EXERCISE AIM: Out of the data below, copy every line with the string "WriterError".
▶
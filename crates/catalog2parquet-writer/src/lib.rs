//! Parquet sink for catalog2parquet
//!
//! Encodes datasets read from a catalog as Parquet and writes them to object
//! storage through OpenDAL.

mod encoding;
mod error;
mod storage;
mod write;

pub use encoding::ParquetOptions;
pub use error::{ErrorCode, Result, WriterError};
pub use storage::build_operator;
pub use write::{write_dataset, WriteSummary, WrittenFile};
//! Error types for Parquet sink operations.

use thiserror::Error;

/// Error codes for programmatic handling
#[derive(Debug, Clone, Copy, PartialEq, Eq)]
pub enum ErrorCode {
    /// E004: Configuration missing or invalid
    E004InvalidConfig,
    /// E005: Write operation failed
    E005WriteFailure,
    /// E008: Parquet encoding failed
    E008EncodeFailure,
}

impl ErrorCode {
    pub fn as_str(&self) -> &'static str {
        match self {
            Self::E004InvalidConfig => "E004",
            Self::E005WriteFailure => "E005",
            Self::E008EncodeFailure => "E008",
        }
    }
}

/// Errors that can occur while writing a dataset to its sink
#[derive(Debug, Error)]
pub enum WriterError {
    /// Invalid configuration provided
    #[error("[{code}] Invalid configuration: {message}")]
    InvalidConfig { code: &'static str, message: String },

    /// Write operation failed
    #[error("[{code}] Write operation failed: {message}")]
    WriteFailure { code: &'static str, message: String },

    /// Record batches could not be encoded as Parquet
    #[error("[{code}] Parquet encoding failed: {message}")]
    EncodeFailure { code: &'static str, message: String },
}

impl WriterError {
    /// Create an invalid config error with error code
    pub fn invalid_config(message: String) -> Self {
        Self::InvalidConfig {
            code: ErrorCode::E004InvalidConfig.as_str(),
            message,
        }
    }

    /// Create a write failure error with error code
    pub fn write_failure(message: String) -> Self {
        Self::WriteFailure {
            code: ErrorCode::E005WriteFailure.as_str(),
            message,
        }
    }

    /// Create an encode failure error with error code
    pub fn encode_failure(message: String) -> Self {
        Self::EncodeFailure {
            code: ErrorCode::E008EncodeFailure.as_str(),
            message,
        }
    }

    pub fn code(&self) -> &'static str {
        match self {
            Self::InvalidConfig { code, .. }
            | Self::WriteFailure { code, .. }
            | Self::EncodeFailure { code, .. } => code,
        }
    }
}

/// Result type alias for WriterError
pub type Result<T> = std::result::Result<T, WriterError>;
◀
TASK RESPONSE:
pub use error::{ErrorCode, Result, WriterError};
pub enum WriterError {
impl WriterError {
/// Result type alias for WriterError
pub type Result<T> = std::result::Result<T, WriterError>;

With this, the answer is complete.